Transnational Organized Crime in Latin America and the Caribbean: From Evolving Threats and Responses to Integrated, Adaptive Solutions. R. Evan Ellis. New York: Lexington Books, 2018.

Transnational organized crime is crime organized and executed across national borders by organized groups or networks of criminals. Transnational organized crime involves every conceivable type of crime conducted by every means possible. The activities involved cause major losses to legitimate economic activities, deprive governments of revenue and significantly increase the cost of combatting crime. Beyond the negative economic impact, transnational crime undermines and in some situations overwhelms national security, destroys fundamental aspects of democracy and cripples the law and order function to the State. All countries have to contend with transnational organized crime and cope in varying degrees, but small island developing states such as those in the Caribbean are particularly vulnerable because of their small size, limited institutional capacity and openness both economically and topographically

After a culmination of several years of study and travel R. Evan Ellis has provided a concise overview of transnational organized crime in Latin America and the Caribbean. There is much valuable up-to-date information although it would have been desirable to have more on the Caribbean. Only the Dominican Republic and Jamaica are mentioned but none of the small island developing states which are the most vulnerable to transnational crime.

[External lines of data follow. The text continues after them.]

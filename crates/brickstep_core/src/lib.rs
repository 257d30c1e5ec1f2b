//! Animated scene objects for the brickstep editor
//!
//! A scene is organised into sequential build steps. Every object keeps its
//! animatable attributes in keyframe tracks indexed by step:
//!
//! - [`KeyframeTrack`] - step-keyed values with linear interpolation
//! - [`SelectionState`] - per-section selection and focus
//! - [`AnimatedObject`] - capability trait shared by every object kind
//! - [`Light`], [`Camera`], [`Piece`] - the concrete object kinds
//! - [`Scene`] - container for all objects plus the step timeline
//!
//! Hit-testing runs as sweeps over the scene: [`Scene::ray_test`] keeps the
//! closest hit and [`Scene::box_test`] collects everything inside a volume.

mod keys;
mod selection;
mod object;
pub mod interface;
mod light;
mod camera;
mod piece;
mod scene;

pub use keys::{Key, KeyframeTrack, Step, TrackError, STEP_MAX};
pub use selection::{SectionId, SectionMask, SelectionState};
pub use object::{
    create_name, AnimatedObject, ObjectBoxTest, ObjectHit, ObjectKey, ObjectKind, ObjectRayTest, Section,
};
pub use interface::{Highlight, InterfaceColors, InterfaceContext};
pub use light::{Light, LightFlags, LightSection};
pub use camera::{Camera, CameraFlags, CameraSection};
pub use piece::{Piece, PieceFlags, PieceSection, MAX_CONTROL_POINTS};
pub use scene::{Scene, SceneError};

// Re-export commonly used types from brickstep_math for convenience
pub use brickstep_math::{Aabb, Interpolate, Mat4, Plane, Rotor3, Sphere, Vec3, Vec4};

Chapter two encompasses a voluminous amount of data on the "geography" of transnational crime. This survey reveals broad commonalities of issues and causal factors simultaneously with considerable heterogeneity of remedial approaches. This is to be expected given the environmental, topographical, developmental, linguistic, cultural and ethnic diversity of South and Central America and the Caribbean. The geography of transnational organized crime extends beyond the "source countries" and "transit countries" to the "demand countries" outside the region. Ironically, some countries can have two or all characteristics at the same time. The depth and breadth of Ellis' research is most evident in the third chapter which provides information on the most prominent groups, cartels, and gangs. There is a wealth of valuable, normally inaccessible information compiled from a wide range of sources including interviews.

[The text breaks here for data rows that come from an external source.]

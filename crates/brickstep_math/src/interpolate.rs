//! Linear interpolation for keyframed values

use crate::{Rotor3, Vec3, Vec4};

/// A value that can be blended between two keyframes
///
/// `t` is in `[0, 1]`; `t = 0` yields `self` and `t = 1` yields `other`.
pub trait Interpolate: Copy {
    fn interpolate(&self, other: &Self, t: f32) -> Self;
}

impl Interpolate for f32 {
    #[inline]
    fn interpolate(&self, other: &Self, t: f32) -> Self {
        self + (other - self) * t
    }
}

impl Interpolate for Vec3 {
    #[inline]
    fn interpolate(&self, other: &Self, t: f32) -> Self {
        self.lerp(*other, t)
    }
}

impl Interpolate for Vec4 {
    #[inline]
    fn interpolate(&self, other: &Self, t: f32) -> Self {
        self.lerp(*other, t)
    }
}

/// Rotations blend along the shorter arc and stay normalized
impl Interpolate for Rotor3 {
    #[inline]
    fn interpolate(&self, other: &Self, t: f32) -> Self {
        self.nlerp(other, t)
    }
}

The contribution of the book is much more than the information it provides. Its importance is its analysis of responses to transnational organized crime. The longest chapter (the fourth) is devoted to extracting the lessons from a thorough comparative survey. Ellis's first conclusion is that too much time and effort has been devoted to treating symptoms. His analysis leads him to argue that the response has to be at the national level in conjunction with international cooperation. At the national level it has to be "coordinated, whole-of-government solutions". The gravamen of his argument is a "collaborative approach to fighting transnational organized crime" because it is a complex, multi-dimensional and interdependent system. Three elements appear to be common to efficacious policy approaches when implemented in combination. These are law enforcement, institutional reform and addressing underlying socioeconomic conditions.

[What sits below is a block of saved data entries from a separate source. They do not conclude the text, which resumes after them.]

//! Ray and volume intersection tests against the bounding primitives
//!
//! Rays run from `start` through `end` and continue past it. Distances are
//! measured from `start` in the units of the frame the inputs are expressed
//! in, so a rigid transform into an object frame leaves them unchanged.

use crate::Vec3;
use crate::bounds::{Aabb, Plane, Sphere};

/// Directions shorter than this are treated as degenerate
const RAY_EPSILON: f32 = 1e-6;

/// Result of a ray intersection test
#[derive(Clone, Copy, Debug, PartialEq)]
pub struct RayHit {
    /// Distance from the ray start
    pub distance: f32,
    /// Hit point
    pub point: Vec3,
    /// Surface normal at the hit point (unit length)
    pub normal: Vec3,
}

/// Normalized direction of a ray, or `None` when start and end coincide
fn ray_direction(start: Vec3, end: Vec3) -> Option<Vec3> {
    let dir = end - start;
    if dir.length_squared() < RAY_EPSILON * RAY_EPSILON {
        None
    } else {
        Some(dir.normalized())
    }
}

/// Test a ray against a sphere
///
/// Returns the entry point, or the exit point when the ray starts inside.
/// Spheres entirely behind the start are missed.
pub fn sphere_ray_intersect(sphere: &Sphere, start: Vec3, end: Vec3) -> Option<RayHit> {
    let dir = ray_direction(start, end)?;

    // Solve |start + t*dir - center|^2 = r^2 for t with a unit direction
    let oc = start - sphere.center;
    let b = oc.dot(dir);
    let c = oc.length_squared() - sphere.radius * sphere.radius;
    let discriminant = b * b - c;
    if discriminant < 0.0 {
        return None;
    }

    let root = discriminant.sqrt();
    let entry = -b - root;
    let exit = -b + root;
    let distance = if entry >= 0.0 {
        entry
    } else if exit >= 0.0 {
        exit
    } else {
        return None;
    };

    let point = start + dir * distance;
    let normal = (point - sphere.center).normalized();
    Some(RayHit { distance, point, normal })
}

/// Test a ray against an AABB using the slab method
///
/// The normal is that of the face the ray enters through. A ray starting
/// inside the box hits at distance zero with a normal facing back along the
/// ray.
pub fn aabb_ray_intersect(aabb: &Aabb, start: Vec3, end: Vec3) -> Option<RayHit> {
    let dir = ray_direction(start, end)?;

    let mut t_near = f32::NEG_INFINITY;
    let mut t_far = f32::INFINITY;
    let mut near_axis = 0;

    for axis in 0..3 {
        let origin = start.axis(axis);
        let d = dir.axis(axis);
        let min = aabb.min.axis(axis);
        let max = aabb.max.axis(axis);

        if d.abs() < RAY_EPSILON {
            // Parallel to this slab: must already be between its faces
            if origin < min || origin > max {
                return None;
            }
            continue;
        }

        let inv = 1.0 / d;
        let t1 = (min - origin) * inv;
        let t2 = (max - origin) * inv;
        let (t_enter, t_exit) = if t1 <= t2 { (t1, t2) } else { (t2, t1) };

        if t_enter > t_near {
            t_near = t_enter;
            near_axis = axis;
        }
        t_far = t_far.min(t_exit);

        if t_near > t_far {
            return None;
        }
    }

    if t_far < 0.0 {
        return None;
    }

    if t_near < 0.0 {
        return Some(RayHit { distance: 0.0, point: start, normal: -dir });
    }

    let normal = Vec3::unit_axis(near_axis) * -dir.axis(near_axis).signum();
    Some(RayHit {
        distance: t_near,
        point: start + dir * t_near,
        normal,
    })
}

/// True unless the box lies entirely on the outside of one of the planes
///
/// For each plane only the corner furthest along the negative normal is
/// checked; if even that corner is outside, so is the whole box.
pub fn aabb_intersects_volume(aabb: &Aabb, planes: &[Plane]) -> bool {
    if aabb.is_empty() {
        return false;
    }
    let center = aabb.center();
    let half_extents = aabb.half_extents();

    planes.iter().all(|plane| {
        let closest_vertex = center - half_extents.component_mul(plane.normal.sign());
        plane.signed_distance(closest_vertex) <= 0.0
    })
}

/// True unless the sphere lies entirely on the outside of one of the planes
pub fn sphere_intersects_volume(sphere: &Sphere, planes: &[Plane]) -> bool {
    planes.iter().all(|plane| {
        let reach = sphere.radius * plane.normal.length();
        plane.signed_distance(sphere.center) <= reach
    })
}

#[cfg(test)]
mod tests {
    use super::*;

    const EPSILON: f32 = 0.0001;

    fn approx_eq(a: f32, b: f32) -> bool {
        (a - b).abs() < EPSILON
    }

    fn vec_approx_eq(a: Vec3, b: Vec3) -> bool {
        approx_eq(a.x, b.x) && approx_eq(a.y, b.y) && approx_eq(a.z, b.z)
    }

    /// Axis-aligned unit-normal box volume: inside is |x|,|y|,|z| <= half
    fn cube_volume(center: Vec3, half: f32) -> Vec<Plane> {
        let mut planes = Vec::new();
        for axis in 0..3 {
            let n = Vec3::unit_axis(axis);
            planes.push(Plane::new(n, -(center.axis(axis) + half)));
            planes.push(Plane::new(-n, center.axis(axis) - half));
        }
        planes
    }

    #[test]
    fn test_sphere_ray_hit_front() {
        let sphere = Sphere::new(Vec3::new(0.0, 0.0, -10.0), 5.0);
        let hit = sphere_ray_intersect(&sphere, Vec3::ZERO, Vec3::new(0.0, 0.0, -1.0)).unwrap();
        assert!(approx_eq(hit.distance, 5.0));
        assert!(vec_approx_eq(hit.normal, Vec3::Z));
    }

    #[test]
    fn test_sphere_ray_continues_past_end() {
        let sphere = Sphere::new(Vec3::new(100.0, 0.0, 0.0), 5.0);
        let hit = sphere_ray_intersect(&sphere, Vec3::ZERO, Vec3::X).unwrap();
        assert!(approx_eq(hit.distance, 95.0));
    }

    #[test]
    fn test_sphere_ray_from_inside_uses_exit() {
        let sphere = Sphere::new(Vec3::ZERO, 5.0);
        let hit = sphere_ray_intersect(&sphere, Vec3::ZERO, Vec3::Y).unwrap();
        assert!(approx_eq(hit.distance, 5.0));
    }

    #[test]
    fn test_sphere_ray_behind_start_misses() {
        let sphere = Sphere::new(Vec3::new(0.0, 0.0, 10.0), 5.0);
        assert!(sphere_ray_intersect(&sphere, Vec3::ZERO, Vec3::new(0.0, 0.0, -1.0)).is_none());
    }

    #[test]
    fn test_sphere_ray_miss() {
        let sphere = Sphere::new(Vec3::new(0.0, 10.0, -10.0), 5.0);
        assert!(sphere_ray_intersect(&sphere, Vec3::ZERO, Vec3::new(0.0, 0.0, -1.0)).is_none());
    }

    #[test]
    fn test_degenerate_ray_misses() {
        let sphere = Sphere::new(Vec3::ZERO, 5.0);
        assert!(sphere_ray_intersect(&sphere, Vec3::ONE, Vec3::ONE).is_none());
        assert!(aabb_ray_intersect(&Aabb::cube(5.0), Vec3::ONE, Vec3::ONE).is_none());
    }

    #[test]
    fn test_aabb_ray_hit_face() {
        let aabb = Aabb::from_center_half_extents(Vec3::new(10.0, 0.0, 0.0), Vec3::splat(2.0));
        let hit = aabb_ray_intersect(&aabb, Vec3::ZERO, Vec3::new(1.0, 0.0, 0.0)).unwrap();
        assert!(approx_eq(hit.distance, 8.0));
        assert!(vec_approx_eq(hit.point, Vec3::new(8.0, 0.0, 0.0)));
        assert!(vec_approx_eq(hit.normal, -Vec3::X));
    }

    #[test]
    fn test_aabb_ray_diagonal_entry_face() {
        let aabb = Aabb::new(Vec3::new(2.0, -1.0, -1.0), Vec3::new(4.0, 10.0, 1.0));
        // Enters through the -Y face at y = -1
        let hit = aabb_ray_intersect(&aabb, Vec3::new(3.0, -5.0, 0.0), Vec3::new(3.0, 0.0, 0.0)).unwrap();
        assert!(approx_eq(hit.distance, 4.0));
        assert!(vec_approx_eq(hit.normal, -Vec3::Y));
    }

    #[test]
    fn test_aabb_ray_miss() {
        let aabb = Aabb::from_center_half_extents(Vec3::new(10.0, 10.0, 0.0), Vec3::splat(2.0));
        assert!(aabb_ray_intersect(&aabb, Vec3::ZERO, Vec3::X).is_none());
    }

    #[test]
    fn test_aabb_ray_behind_misses() {
        let aabb = Aabb::from_center_half_extents(Vec3::new(-10.0, 0.0, 0.0), Vec3::splat(2.0));
        assert!(aabb_ray_intersect(&aabb, Vec3::ZERO, Vec3::X).is_none());
    }

    #[test]
    fn test_aabb_ray_start_inside() {
        let hit = aabb_ray_intersect(&Aabb::cube(5.0), Vec3::ZERO, Vec3::Z).unwrap();
        assert_eq!(hit.distance, 0.0);
        assert!(vec_approx_eq(hit.normal, -Vec3::Z));
    }

    #[test]
    fn test_aabb_volume_inside_and_outside() {
        let volume = cube_volume(Vec3::ZERO, 10.0);
        let inside = Aabb::from_center_half_extents(Vec3::new(2.0, 2.0, 2.0), Vec3::ONE);
        let straddling = Aabb::from_center_half_extents(Vec3::new(10.5, 0.0, 0.0), Vec3::ONE);
        let outside = Aabb::from_center_half_extents(Vec3::new(20.0, 0.0, 0.0), Vec3::ONE);

        assert!(aabb_intersects_volume(&inside, &volume));
        assert!(aabb_intersects_volume(&straddling, &volume));
        assert!(!aabb_intersects_volume(&outside, &volume));
    }

    #[test]
    fn test_empty_aabb_never_intersects() {
        assert!(!aabb_intersects_volume(&Aabb::EMPTY, &cube_volume(Vec3::ZERO, 10.0)));
    }

    #[test]
    fn test_sphere_volume() {
        let volume = cube_volume(Vec3::ZERO, 10.0);
        assert!(sphere_intersects_volume(&Sphere::new(Vec3::ZERO, 1.0), &volume));
        assert!(sphere_intersects_volume(&Sphere::new(Vec3::new(14.0, 0.0, 0.0), 5.0), &volume));
        assert!(!sphere_intersects_volume(&Sphere::new(Vec3::new(16.0, 0.0, 0.0), 5.0), &volume));
    }

    #[test]
    fn test_empty_plane_list_accepts_everything() {
        assert!(aabb_intersects_volume(&Aabb::cube(1.0), &[]));
        assert!(sphere_intersects_volume(&Sphere::new(Vec3::ZERO, 1.0), &[]));
    }
}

The efficacy of counter measures against transnational organized crime depends on a focus on attacking "systemic centres of gravity". There are three main types of centres of gravity, namely, (1) the vast sums of money handled by individuals and groups, (2) the pandemic corruption and (3) political will. In addressing transnational organized crime there are lessons to be extracted from a comparative analysis of regional efforts. Ellis's analysis encompasses eight categories: whole-of-government solutions, interdiction of criminal flows, targeting leadership of transnational criminal organizations, use of the military in domestic law enforcement, institutional reform within law enforcement, targeting the financial flows of criminals, prison operations and regional, hemispheric and multinational cooperation. Although there is not as much information on the Caribbean as Caribbean readers would want there is a lot to be learnt from the experience of Latin America.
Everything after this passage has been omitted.